__WHAT TO PRODUCE__
Reproduce verbatim the lines of the material below, starting at the line with "7), &meta[..1], &props[..1]);" and ending at the line with "let reader = BufReader::new(file);", both inclusive; skip the rest.

__DATA SUPPLIED__
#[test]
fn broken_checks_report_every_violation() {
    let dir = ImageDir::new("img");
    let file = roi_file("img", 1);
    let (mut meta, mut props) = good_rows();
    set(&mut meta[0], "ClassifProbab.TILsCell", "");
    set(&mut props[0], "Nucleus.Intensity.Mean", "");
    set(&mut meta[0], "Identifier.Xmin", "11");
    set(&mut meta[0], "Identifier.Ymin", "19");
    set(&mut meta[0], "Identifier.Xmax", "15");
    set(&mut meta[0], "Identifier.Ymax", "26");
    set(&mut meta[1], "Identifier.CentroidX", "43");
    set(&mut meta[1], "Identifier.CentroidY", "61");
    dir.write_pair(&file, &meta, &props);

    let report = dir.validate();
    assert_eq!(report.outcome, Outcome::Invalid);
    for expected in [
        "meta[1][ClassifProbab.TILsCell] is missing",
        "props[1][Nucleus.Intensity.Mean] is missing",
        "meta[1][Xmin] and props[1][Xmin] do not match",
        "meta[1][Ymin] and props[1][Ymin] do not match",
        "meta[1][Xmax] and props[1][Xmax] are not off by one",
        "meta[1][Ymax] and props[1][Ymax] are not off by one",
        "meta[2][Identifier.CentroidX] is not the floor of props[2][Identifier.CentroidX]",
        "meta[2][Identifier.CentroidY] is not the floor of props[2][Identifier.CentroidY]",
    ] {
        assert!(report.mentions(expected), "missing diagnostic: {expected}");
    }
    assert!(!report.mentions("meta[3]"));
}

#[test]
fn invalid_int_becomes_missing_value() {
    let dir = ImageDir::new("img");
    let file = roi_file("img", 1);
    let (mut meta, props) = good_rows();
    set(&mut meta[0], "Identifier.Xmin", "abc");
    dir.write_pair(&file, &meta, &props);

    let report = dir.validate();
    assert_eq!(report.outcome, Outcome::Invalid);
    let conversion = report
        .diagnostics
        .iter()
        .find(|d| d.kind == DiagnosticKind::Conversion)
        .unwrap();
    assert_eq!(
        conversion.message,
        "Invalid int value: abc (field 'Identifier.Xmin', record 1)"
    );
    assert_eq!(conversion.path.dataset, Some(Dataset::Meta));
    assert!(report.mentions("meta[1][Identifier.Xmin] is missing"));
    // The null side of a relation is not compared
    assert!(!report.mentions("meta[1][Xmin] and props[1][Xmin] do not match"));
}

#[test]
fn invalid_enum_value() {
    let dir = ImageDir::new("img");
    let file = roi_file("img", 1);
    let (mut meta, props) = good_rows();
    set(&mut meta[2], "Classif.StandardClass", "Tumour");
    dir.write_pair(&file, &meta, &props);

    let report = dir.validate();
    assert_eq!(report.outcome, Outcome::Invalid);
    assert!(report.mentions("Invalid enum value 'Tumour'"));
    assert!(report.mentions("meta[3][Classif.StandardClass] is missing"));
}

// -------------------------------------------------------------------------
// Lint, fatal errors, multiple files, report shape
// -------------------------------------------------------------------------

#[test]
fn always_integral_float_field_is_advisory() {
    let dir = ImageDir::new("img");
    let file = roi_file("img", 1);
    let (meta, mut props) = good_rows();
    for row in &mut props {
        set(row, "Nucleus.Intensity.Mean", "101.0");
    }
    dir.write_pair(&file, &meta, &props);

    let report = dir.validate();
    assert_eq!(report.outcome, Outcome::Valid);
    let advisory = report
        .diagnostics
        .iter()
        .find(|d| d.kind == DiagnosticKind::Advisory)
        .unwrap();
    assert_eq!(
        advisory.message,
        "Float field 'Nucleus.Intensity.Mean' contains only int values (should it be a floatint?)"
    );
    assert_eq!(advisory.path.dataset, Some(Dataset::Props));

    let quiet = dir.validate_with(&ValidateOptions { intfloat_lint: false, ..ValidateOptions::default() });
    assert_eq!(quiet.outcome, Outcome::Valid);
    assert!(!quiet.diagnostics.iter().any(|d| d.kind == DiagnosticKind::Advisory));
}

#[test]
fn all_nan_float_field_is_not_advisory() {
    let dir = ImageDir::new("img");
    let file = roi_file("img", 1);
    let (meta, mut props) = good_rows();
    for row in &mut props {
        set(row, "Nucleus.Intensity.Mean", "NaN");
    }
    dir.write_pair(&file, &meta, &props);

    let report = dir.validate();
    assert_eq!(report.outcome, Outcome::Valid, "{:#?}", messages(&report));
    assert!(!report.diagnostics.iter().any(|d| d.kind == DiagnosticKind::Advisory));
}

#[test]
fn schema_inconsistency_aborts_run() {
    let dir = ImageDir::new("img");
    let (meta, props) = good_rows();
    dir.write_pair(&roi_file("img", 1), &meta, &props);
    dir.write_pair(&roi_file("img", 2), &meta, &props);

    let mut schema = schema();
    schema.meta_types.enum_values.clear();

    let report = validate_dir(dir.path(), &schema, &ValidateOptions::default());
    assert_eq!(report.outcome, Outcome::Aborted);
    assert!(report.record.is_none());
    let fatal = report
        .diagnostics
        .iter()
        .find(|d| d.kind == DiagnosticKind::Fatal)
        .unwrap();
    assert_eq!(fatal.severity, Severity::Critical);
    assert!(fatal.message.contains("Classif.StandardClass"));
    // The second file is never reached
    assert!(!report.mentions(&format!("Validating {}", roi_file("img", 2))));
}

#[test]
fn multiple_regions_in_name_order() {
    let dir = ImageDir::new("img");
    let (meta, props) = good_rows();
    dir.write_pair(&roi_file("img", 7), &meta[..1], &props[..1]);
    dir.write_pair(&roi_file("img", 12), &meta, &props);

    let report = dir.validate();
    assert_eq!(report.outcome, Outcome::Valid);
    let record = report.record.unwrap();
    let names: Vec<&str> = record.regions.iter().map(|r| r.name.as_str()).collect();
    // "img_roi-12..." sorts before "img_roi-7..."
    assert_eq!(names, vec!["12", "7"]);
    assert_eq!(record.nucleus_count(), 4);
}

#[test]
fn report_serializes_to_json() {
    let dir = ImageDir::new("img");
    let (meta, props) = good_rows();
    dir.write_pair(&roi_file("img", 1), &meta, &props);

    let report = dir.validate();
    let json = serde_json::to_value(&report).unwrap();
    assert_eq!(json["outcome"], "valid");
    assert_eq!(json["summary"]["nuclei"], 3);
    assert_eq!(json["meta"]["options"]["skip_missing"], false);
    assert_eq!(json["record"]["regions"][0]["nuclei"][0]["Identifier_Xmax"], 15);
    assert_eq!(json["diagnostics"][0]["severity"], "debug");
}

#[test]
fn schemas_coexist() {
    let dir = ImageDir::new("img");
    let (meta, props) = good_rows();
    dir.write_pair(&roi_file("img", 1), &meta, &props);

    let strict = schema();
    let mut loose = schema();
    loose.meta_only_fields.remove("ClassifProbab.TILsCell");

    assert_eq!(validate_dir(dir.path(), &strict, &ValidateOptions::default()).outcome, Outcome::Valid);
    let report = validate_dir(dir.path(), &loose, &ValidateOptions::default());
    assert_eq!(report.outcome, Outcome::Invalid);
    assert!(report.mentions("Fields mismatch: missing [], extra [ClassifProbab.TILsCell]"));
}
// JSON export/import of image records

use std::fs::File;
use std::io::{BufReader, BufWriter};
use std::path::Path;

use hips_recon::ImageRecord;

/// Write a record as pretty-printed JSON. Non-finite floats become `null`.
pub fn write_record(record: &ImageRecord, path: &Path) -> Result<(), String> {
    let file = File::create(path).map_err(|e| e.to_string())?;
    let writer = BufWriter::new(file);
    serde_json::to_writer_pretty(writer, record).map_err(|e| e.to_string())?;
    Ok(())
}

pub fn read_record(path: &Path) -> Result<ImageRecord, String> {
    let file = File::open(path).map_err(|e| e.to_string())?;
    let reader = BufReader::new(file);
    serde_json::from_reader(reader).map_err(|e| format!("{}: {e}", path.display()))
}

__WRITTEN RESPONSE__
    dir.write_pair(&roi_file("img", 7), &meta[..1], &props[..1]);
    dir.write_pair(&roi_file("img", 12), &meta, &props);

    let report = dir.validate();
    assert_eq!(report.outcome, Outcome::Valid);
    let record = report.record.unwrap();
    let names: Vec<&str> = record.regions.iter().map(|r| r.name.as_str()).collect();
    // "img_roi-12..." sorts before "img_roi-7..."
    assert_eq!(names, vec!["12", "7"]);
    assert_eq!(record.nucleus_count(), 4);
}

#[test]
fn report_serializes_to_json() {
    let dir = ImageDir::new("img");
    let (meta, props) = good_rows();
    dir.write_pair(&roi_file("img", 1), &meta, &props);

    let report = dir.validate();
    let json = serde_json::to_value(&report).unwrap();
    assert_eq!(json["outcome"], "valid");
    assert_eq!(json["summary"]["nuclei"], 3);
    assert_eq!(json["meta"]["options"]["skip_missing"], false);
    assert_eq!(json["record"]["regions"][0]["nuclei"][0]["Identifier_Xmax"], 15);
    assert_eq!(json["diagnostics"][0]["severity"], "debug");
}

#[test]
fn schemas_coexist() {
    let dir = ImageDir::new("img");
    let (meta, props) = good_rows();
    dir.write_pair(&roi_file("img", 1), &meta, &props);

    let strict = schema();
    let mut loose = schema();
    loose.meta_only_fields.remove("ClassifProbab.TILsCell");

    assert_eq!(validate_dir(dir.path(), &strict, &ValidateOptions::default()).outcome, Outcome::Valid);
    let report = validate_dir(dir.path(), &loose, &ValidateOptions::default());
    assert_eq!(report.outcome, Outcome::Invalid);
    assert!(report.mentions("Fields mismatch: missing [], extra [ClassifProbab.TILsCell]"));
}
// JSON export/import of image records

use std::fs::File;
use std::io::{BufReader, BufWriter};
use std::path::Path;

use hips_recon::ImageRecord;

/// Write a record as pretty-printed JSON. Non-finite floats become `null`.
pub fn write_record(record: &ImageRecord, path: &Path) -> Result<(), String> {
    let file = File::create(path).map_err(|e| e.to_string())?;
    let writer = BufWriter::new(file);
    serde_json::to_writer_pretty(writer, record).map_err(|e| e.to_string())?;
    Ok(())
}

pub fn read_record(path: &Path) -> Result<ImageRecord, String> {
    let file = File::open(path).map_err(|e| e.to_string())?;
    let reader = BufReader::new(file);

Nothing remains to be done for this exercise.